(Provided information begins)

use serde::Deserialize;
use std::env;
use std::fs;
use std::path::Path;

#[derive(Debug, Clone, PartialEq)]
pub struct ServerConfig {
    pub host: String,
    pub port: u16,
    pub llm: LlmConfig,
    pub zep: Option<ZepConfig>,
}

#[derive(Debug, Clone, PartialEq)]
pub struct LlmConfig {
    pub base_url: String,
    pub api_key: String,
    pub model: String,
}

#[derive(Debug, Clone, PartialEq)]
pub struct ZepConfig {
    pub url: String,
    pub collection: String,
    pub search_limit: usize,
}

#[derive(Debug, Deserialize, Default)]
struct FileConfig {
    #[serde(default)]
    server: ServerSection,
    #[serde(default)]
    llm: LlmSection,
    #[serde(default)]
    zep: Option<ZepSection>,
}

#[derive(Debug, Deserialize)]
struct ServerSection {
    #[serde(default = "default_host")]
    host: String,
    #[serde(default = "default_port")]
    port: u16,
}

impl Default for ServerSection {
    fn default() -> Self {
        Self {
            host: default_host(),
            port: default_port(),
        }
    }
}

#[derive(Debug, Deserialize)]
struct LlmSection {
    #[serde(default = "default_llm_base_url")]
    base_url: String,
    /// Falls back to `OPENAI_API_KEY` when absent.
    #[serde(default)]
    api_key: Option<String>,
    #[serde(default = "default_model")]
    model: String,
}

impl Default for LlmSection {
    fn default() -> Self {
        Self {
            base_url: default_llm_base_url(),
            api_key: None,
            model: default_model(),
        }
    }
}

#[derive(Debug, Deserialize)]
struct ZepSection {
    url: String,
    #[serde(default = "default_collection")]
    collection: String,
    #[serde(default = "default_search_limit")]
    search_limit: usize,
}

fn default_host() -> String {
    "0.0.0.0".to_string()
}

fn default_port() -> u16 {
    8080
}

fn default_llm_base_url() -> String {
    "https://api.openai.com/v1".to_string()
}

fn default_model() -> String {
    "gpt-3.5-turbo".to_string()
}

fn default_collection() -> String {
    "fever".to_string()
}

fn default_search_limit() -> usize {
    5
}

impl ServerConfig {
    pub fn load() -> anyhow::Result<Self> {
        if let Some(file_config) = load_from_file()? {
            return Self::from_file_config(file_config);
        }

        Self::from_env()
    }

    fn from_file_config(file_config: FileConfig) -> anyhow::Result<Self> {
        let api_key = match file_config.llm.api_key {
            Some(key) => key,
            None => api_key_from_env()?,
        };

        Ok(Self {
            host: file_config.server.host,
            port: file_config.server.port,
            llm: LlmConfig {
                base_url: file_config.llm.base_url,
                api_key,
                model: file_config.llm.model,
            },
            zep: file_config.zep.map(|zep| ZepConfig {
                url: zep.url,
                collection: zep.collection,
                search_limit: zep.search_limit,
            }),
        })
    }

    fn from_env() -> anyhow::Result<Self> {
        let host = env::var("ZEPCHAT_HOST").unwrap_or_else(|_| default_host());
        let port = env::var("ZEPCHAT_PORT")
            .ok()
            .and_then(|value| value.parse::<u16>().ok())
            .unwrap_or_else(default_port);
        let base_url = env::var("ZEPCHAT_LLM_BASE_URL").unwrap_or_else(|_| default_llm_base_url());
        let model = env::var("ZEPCHAT_MODEL").unwrap_or_else(|_| default_model());
        let zep = env::var("ZEP_API_URL").ok().map(|url| ZepConfig {
            url,
            collection: env::var("ZEPCHAT_COLLECTION").unwrap_or_else(|_| default_collection()),
            search_limit: env::var("ZEPCHAT_SEARCH_LIMIT")
                .ok()
                .and_then(|value| value.parse::<usize>().ok())
                .unwrap_or_else(default_search_limit),
        });

        Ok(Self {
            host,
            port,
            llm: LlmConfig {
                base_url,
                api_key: api_key_from_env()?,
                model,
            },
            zep,
        })
    }

    pub fn bind_addr(&self) -> String {
        format!("{}:{}", self.host, self.port)
    }
}

fn api_key_from_env() -> anyhow::Result<String> {
    env::var("OPENAI_API_KEY")
        .map_err(|_| anyhow::anyhow!("OPENAI_API_KEY is not set and no llm.api_key configured"))
}

fn load_from_file() -> anyhow::Result<Option<FileConfig>> {
    let config_path = env::var("ZEPCHAT_SERVER_CONFIG").ok();
    let path = if let Some(path) = config_path {
        Some(path)
    } else if Path::new("server.toml").exists() {
        Some("server.toml".to_string())
    } else {
        None
    };

    let Some(path) = path else {
        return Ok(None);
    };

    parse_file(Path::new(&path)).map(Some)
}

fn parse_file(path: &Path) -> anyhow::Result<FileConfig> {
    let contents = fs::read_to_string(path)
        .map_err(|err| anyhow::anyhow!("Failed to read config {}: {}", path.display(), err))?;
    toml::from_str(&contents)
        .map_err(|err| anyhow::anyhow!("Failed to parse config {}: {}", path.display(), err))
}

#[cfg(test)]
mod tests {
    use super::*;
    use std::io::Write;

    fn write_config(contents: &str) -> tempfile::NamedTempFile {
        let mut file = tempfile::NamedTempFile::new().unwrap();
        file.write_all(contents.as_bytes()).unwrap();
        file
    }

    #[test]
    fn test_full_file_config() {
        let file = write_config(
            r#"
[server]
host = "127.0.0.1"
port = 9000

[llm]
base_url = "http://localhost:11434/v1"
api_key = "sk-test"
model = "llama3"

[zep]
url = "http://localhost:8000"
collection = "faq"
"#,
        );

        let parsed = parse_file(file.path()).unwrap();
        let config = ServerConfig::from_file_config(parsed).unwrap();

        assert_eq!(config.bind_addr(), "127.0.0.1:9000");
        assert_eq!(
            config.llm,
            LlmConfig {
                base_url: "http://localhost:11434/v1".to_string(),
                api_key: "sk-test".to_string(),
                model: "llama3".to_string(),
            }
        );
        assert_eq!(
            config.zep,
            Some(ZepConfig {
                url: "http://localhost:8000".to_string(),
                collection: "faq".to_string(),
                search_limit: 5,
            })
        );
    }

    #[test]
    fn test_sections_default() {
        let file = write_config("[llm]\napi_key = \"sk-test\"\n");

        let config = ServerConfig::from_file_config(parse_file(file.path()).unwrap()).unwrap();
        assert_eq!(config.host, "0.0.0.0");
        assert_eq!(config.port, 8080);
        assert_eq!(config.llm.model, "gpt-3.5-turbo");
        assert!(config.zep.is_none());
    }

    #[test]
    fn test_invalid_file_is_reported() {
        let file = write_config("[server]\nport = \"not a number\"\n");
        let error = parse_file(file.path()).unwrap_err();
        assert!(error.to_string().contains("Failed to parse config"));
    }
}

(Provided information ends)

Exercise aim: Please type the entries above out again exactly.

Finished exercise:
use serde::Deserialize;
use std::env;
use std::fs;
use std::path::Path;

#[derive(Debug, Clone, PartialEq)]
pub struct ServerConfig {
    pub host: String,
    pub port: u16,
    pub llm: LlmConfig,
    pub zep: Option<ZepConfig>,
}

#[derive(Debug, Clone, PartialEq)]
pub struct LlmConfig {
    pub base_url: String,
    pub api_key: String,
    pub model: String,
}

#[derive(Debug, Clone, PartialEq)]
pub struct ZepConfig {
    pub url: String,
    pub collection: String,
    pub search_limit: usize,
}

#[derive(Debug, Deserialize, Default)]
struct FileConfig {
    #[serde(default)]
    server: ServerSection,
    #[serde(default)]
    llm: LlmSection,
    #[serde(default)]
    zep: Option<ZepSection>,
}

#[derive(Debug, Deserialize)]
struct ServerSection {
    #[serde(default = "default_host")]
    host: String,
    #[serde(default = "default_port")]
    port: u16,
}

impl Default for ServerSection {
    fn default() -> Self {
        Self {
            host: default_host(),
            port: default_port(),
        }
    }
}

#[derive(Debug, Deserialize)]
struct LlmSection {
    #[serde(default = "default_llm_base_url")]
    base_url: String,
    /// Falls back to `OPENAI_API_KEY` when absent.
    #[serde(default)]
    api_key: Option<String>,
    #[serde(default = "default_model")]
    model: String,
}

impl Default for LlmSection {
    fn default() -> Self {
        Self {
            base_url: default_llm_base_url(),
            api_key: None,
            model: default_model(),
        }
    }
}

#[derive(Debug, Deserialize)]
struct ZepSection {
    url: String,
    #[serde(default = "default_collection")]
    collection: String,
    #[serde(default = "default_search_limit")]
    search_limit: usize,
}

fn default_host() -> String {
    "0.0.0.0".to_string()
}

fn default_port() -> u16 {
    8080
}

fn default_llm_base_url() -> String {
    "https://api.openai.com/v1".to_string()
}

fn default_model() -> String {
    "gpt-3.5-turbo".to_string()
}

fn default_collection() -> String {
    "fever".to_string()
}

fn default_search_limit() -> usize {
    5
}

impl ServerConfig {
    pub fn load() -> anyhow::Result<Self> {
        if let Some(file_config) = load_from_file()? {
            return Self::from_file_config(file_config);
        }

        Self::from_env()
    }

    fn from_file_config(file_config: FileConfig) -> anyhow::Result<Self> {
        let api_key = match file_config.llm.api_key {
            Some(key) => key,
            None => api_key_from_env()?,
        };

        Ok(Self {
            host: file_config.server.host,
            port: file_config.server.port,
            llm: LlmConfig {
                base_url: file_config.llm.base_url,
                api_key,
                model: file_config.llm.model,
            },
            zep: file_config.zep.map(|zep| ZepConfig {
                url: zep.url,
                collection: zep.collection,
                search_limit: zep.search_limit,
            }),
        })
    }

    fn from_env() -> anyhow::Result<Self> {
        let host = env::var("ZEPCHAT_HOST").unwrap_or_else(|_| default_host());
        let port = env::var("ZEPCHAT_PORT")
            .ok()
            .and_then(|value| value.parse::<u16>().ok())
            .unwrap_or_else(default_port);
        let base_url = env::var("ZEPCHAT_LLM_BASE_URL").unwrap_or_else(|_| default_llm_base_url());
        let model = env::var("ZEPCHAT_MODEL").unwrap_or_else(|_| default_model());
        let zep = env::var("ZEP_API_URL").ok().map(|url| ZepConfig {
            url,
            collection: env::var("ZEPCHAT_COLLECTION").unwrap_or_else(|_| default_collection()),
            search_limit: env::var("ZEPCHAT_SEARCH_LIMIT")
                .ok()
                .and_then(|value| value.parse::<usize>().ok())
                .unwrap_or_else(default_search_limit),
        });

        Ok(Self {
            host,
            port,
            llm: LlmConfig {
                base_url,
                api_key: api_key_from_env()?,
                model,
            },
            zep,
        })
    }

    pub fn bind_addr(&self) -> String {
        format!("{}:{}", self.host, self.port)
    }
}

fn api_key_from_env() -> anyhow::Result<String> {
    env::var("OPENAI_API_KEY")
        .map_err(|_| anyhow::anyhow!("OPENAI_API_KEY is not set and no llm.api_key configured"))
}

fn load_from_file() -> anyhow::Result<Option<FileConfig>> {
    let config_path = env::var("ZEPCHAT_SERVER_CONFIG").ok();
    let path = if let Some(path) = config_path {
        Some(path)
    } else if Path::new("server.toml").exists() {
        Some("server.toml".to_string())
    } else {
        None
    };

    let Some(path) = path else {
        return Ok(None);
    };

    parse_file(Path::new(&path)).map(Some)
}

fn parse_file(path: &Path) -> anyhow::Result<FileConfig> {
    let contents = fs::read_to_string(path)
        .map_err(|err| anyhow::anyhow!("Failed to read config {}: {}", path.display(), err))?;
    toml::from_str(&contents)
        .map_err(|err| anyhow::anyhow!("Failed to parse config {}: {}", path.display(), err))
}

#[cfg(test)]
mod tests {
    use super::*;
    use std::io::Write;

    fn write_config(contents: &str) -> tempfile::NamedTempFile {
        let mut file = tempfile::NamedTempFile::new().unwrap();
        file.write_all(contents.as_bytes()).unwrap();
        file
    }

    #[test]
    fn test_full_file_config() {
        let file = write_config(
            r#"
[server]
host = "127.0.0.1"
port = 9000

[llm]
base_url = "http://localhost:11434/v1"
api_key = "sk-test"
model = "llama3"

[zep]
url = "http://localhost:8000"
collection = "faq"
"#,
        );

        let parsed = parse_file(file.path()).unwrap();
        let config = ServerConfig::from_file_config(parsed).unwrap();

        assert_eq!(config.bind_addr(), "127.0.0.1:9000");
        assert_eq!(
            config.llm,
            LlmConfig {
                base_url: "http://localhost:11434/v1".to_string(),
                api_key: "sk-test".to_string(),
                model: "llama3".to_string(),
            }
        );
        assert_eq!(
            config.zep,
            Some(ZepConfig {
                url: "http://localhost:8000".to_string(),
                collection: "faq".to_string(),
                search_limit: 5,
            })
        );
    }

    #[test]
    fn test_sections_default() {
        let file = write_config("[llm]\napi_key = \"sk-test\"\n");

        let config = ServerConfig::from_file_config(parse_file(file.path()).unwrap()).unwrap();
        assert_eq!(config.host, "0.0.0.0");
        assert_eq!(config.port, 8080);
        assert_eq!(config.llm.model, "gpt-3.5-turbo");
        assert!(config.zep.is_none());
    }

    #[test]
    fn test_invalid_file_is_reported() {
        let file = write_config("[server]\nport = \"not a number\"\n");
        let error = parse_file(file.path()).unwrap_err();
        assert!(error.to_string().contains("Failed to parse config"));
    }
}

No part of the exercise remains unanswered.